The 9/11 terrorist attack, the Boston Marathon bombing, or the San Bernardino shooting, are only a few examples of many tragic events which prompted the Department of Homeland Security to rethink its strategy against modern terrorism, which seems to have a new face: ideological and religious terrorism.
According to the Federal Register, one of the most recent domestic preventive measures implemented by the Department of Homeland Security (DHS) in this regard is the Modified Privacy Act System of Records (MPASR) which took effect on October 18th of this year . This regulation shares common grounds with The European Union Counter – Terrorism Strategy adopted in 2015, which talks about the “misuse of the Internet”  and about the need for new means to limit both the causes and the instruments of radicalization and recruitment throughout the Internet.
The new DHS regulation expanded the institution’s powers to monitor the online activity of those who seek to obtain immigration benefits and of those who have already been admitted to live, work, or study in the United States (U.S). The measure does not affect only this category of persons since the agency is collecting information about naturalized U.S. citizens as well (although information about them are supposed to be collected only until the naturalization process ends). Surprisingly, the MPASR is targeting also the U.S citizens that get in contact with people that are subject to immigration procedures (like U.S lawyers, translators, doctors, or the applicant’s U.S friends and family members).
Specifically, the MPASR expands the categories of records to be checked before and after awarding a U.S Visa. The records range from: the traditional personal identification information (like name, DOB, passport number, country of nationality, country of residence, work history, travel history, or their USCIS number); to the names of individuals’ social media accounts; aliases they are using or have used for anonymity in the virtual space; the web sites they visited in the past; and any other associated identifiable information.
Supposedly, this type of information are to be provided voluntarily by the applicants when they are asked to fill applications and DHS forms. Additionally, the agency will be able to gather any information publicly available over the Internet. The act empowers DHS to check public records, and to collect personal data from federal, state or local institutions, from foreign government agencies, and even from international organizations. According to an article published on the 28th of September 2017 on Huffington Post, the agency was considering asking even the username and passwords to any online account associated with the types of persons mentioned above .

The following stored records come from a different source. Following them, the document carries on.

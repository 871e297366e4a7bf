//! `ip` and `ifconfig` interface configuration.
//!
//! The two tools share no grammar, so every action maps to a distinct shape
//! per tool. `ifconfig` has no routing verb and falls back to `route -n`.
//!
//! Interface names and addresses cannot contain spaces and go in as typed.

use crate::families::or_default;
use crate::option_model::{Choice, FieldSpec, OptionModel};
use crate::rendering::CommandTokens;

const DEFAULT_INTERFACE: &str = "eth0";
const DEFAULT_ADDRESS: &str = "192.168.1.100";
const DEFAULT_PREFIX: &str = "/24";
const DEFAULT_NETMASK: &str = "255.255.255.0";

#[derive(Debug, Clone, Copy, PartialEq, Eq, Default)]
pub enum Tool {
    #[default]
    Ip,
    Ifconfig,
}

impl Choice for Tool {
    const ALL: &'static [Self] = &[Tool::Ip, Tool::Ifconfig];

    fn label(self) -> &'static str {
        match self {
            Tool::Ip => "ip",
            Tool::Ifconfig => "ifconfig",
        }
    }

    fn description(self) -> &'static str {
        match self {
            Tool::Ip => "iproute2, the current Linux tool",
            Tool::Ifconfig => "net-tools, deprecated on Linux but still found on BSD and macOS",
        }
    }
}

#[derive(Debug, Clone, Copy, PartialEq, Eq, Default)]
pub enum Action {
    #[default]
    Show,
    Up,
    Down,
    AddrAdd,
    RouteShow,
}

impl Choice for Action {
    const ALL: &'static [Self] = &[
        Action::Show,
        Action::Up,
        Action::Down,
        Action::AddrAdd,
        Action::RouteShow,
    ];

    fn label(self) -> &'static str {
        match self {
            Action::Show => "show",
            Action::Up => "up",
            Action::Down => "down",
            Action::AddrAdd => "addr_add",
            Action::RouteShow => "route_show",
        }
    }

    fn description(self) -> &'static str {
        match self {
            Action::Show => "Show addresses of the interface",
            Action::Up => "Bring the interface up",
            Action::Down => "Take the interface down",
            Action::AddrAdd => "Assign an IPv4 address (class C mask)",
            Action::RouteShow => "Print the kernel routing table",
        }
    }
}

pub fn schema() -> Vec<FieldSpec> {
    vec![
        FieldSpec::choice("tool", Tool::Ip, "Which tool to use"),
        FieldSpec::choice("action", Action::Show, "What to do"),
        FieldSpec::text("interface", "Network interface"),
        FieldSpec::text("address", "IPv4 address to assign"),
    ]
}

#[derive(Debug, Clone, PartialEq, Eq)]
pub struct Options {
    pub tool: Tool,
    pub action: Action,
    pub interface: String,
    pub address: String,
}

impl Options {
    pub fn from_model(model: &OptionModel) -> Self {
        Self {
            tool: model.choice("tool"),
            action: model.choice("action"),
            interface: or_default(model.text("interface"), DEFAULT_INTERFACE),
            address: or_default(model.text("address"), DEFAULT_ADDRESS),
        }
    }

    fn has_prefix(&self) -> bool {
        self.address.contains('/')
    }
}

pub fn compose(options: &Options) -> CommandTokens {
    let interface = options.interface.as_str();

    match (options.tool, options.action) {
        (Tool::Ip, Action::Show) => {
            let mut tokens = CommandTokens::new("ip");
            tokens.extend(["addr", "show", interface]);
            tokens
        }
        (Tool::Ip, Action::Up | Action::Down) => {
            let mut tokens = CommandTokens::new("ip");
            tokens.extend(["link", "set", interface, options.action.label()]);
            tokens
        }
        (Tool::Ip, Action::AddrAdd) => {
            let address = if options.has_prefix() {
                options.address.clone()
            } else {
                format!("{}{DEFAULT_PREFIX}", options.address)
            };
            let mut tokens = CommandTokens::new("ip");
            tokens
                .extend(["addr", "add"])
                .push(address)
                .extend(["dev", interface]);
            tokens
        }
        (Tool::Ip, Action::RouteShow) => {
            let mut tokens = CommandTokens::new("ip");
            tokens.extend(["route", "show"]);
            tokens
        }
        (Tool::Ifconfig, Action::Show) => {
            let mut tokens = CommandTokens::new("ifconfig");
            tokens.push(interface);
            tokens
        }
        (Tool::Ifconfig, Action::Up | Action::Down) => {
            let mut tokens = CommandTokens::new("ifconfig");
            tokens.extend([interface, options.action.label()]);
            tokens
        }
        (Tool::Ifconfig, Action::AddrAdd) => {
            let mut tokens = CommandTokens::new("ifconfig");
            tokens.extend([interface, options.address.as_str()]);
            if !options.has_prefix() {
                tokens.extend(["netmask", DEFAULT_NETMASK]);
            }
            tokens
        }
        (Tool::Ifconfig, Action::RouteShow) => {
            let mut tokens = CommandTokens::new("route");
            tokens.push("-n");
            tokens
        }
    }
}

The proposal for modification, which dates back to 2012, was under public debate until mid October 2017, and from the beginning the idea of having access to social media handles has raised serious concerns among immigrants’ rights groups, human rights activists, lawyers, and even journalists who express their fears that this measure will lead to delays in the immigration process, and will discourage scientists or specialists to come to the U.S. Moreover, there are concerns that the MPASR will give rise to unnecessary intrusion in private life, and will allow gross violation of freedom of speech.
The new powers given to DHS may be seen as a violation of the Fourth Amendment and one could argue that screening someone’s social media activity constitutes a violation of privacy. However, the question arising is how much privacy can you expect when posting on Facebook or when “tweeting” on Twitter? In a case decided by the Superior District Court of New York, the court hold that “When a social media user disseminates his postings and information to the public, they are not protected by the Fourth Amendment. However, postings using more secure privacy settings reflect the user’s intent to preserve information as private and may be constitutionally protected”. United States v. Meregildo, 883 F. Supp. 2d 523 (S.D.N.Y. 2012). Still, the rule is not of strict interpretation. According to the court’s holding, the plaintiff here allowed only “friends” on Facebook to view the pictures and videos he was posting (regarding prior acts of violence that he committed or threats about intended future cruelties targeted against his enemies). But since he made all these available to a number of people who then allowed DHS to access them through their account, the agency didn’t violate his privacy and was allowed to use the information as evidence against him. So, it seems that the privacy expectation is pretty low when it comes to social media, and it should be even lower when posting for a group of people or for the general public.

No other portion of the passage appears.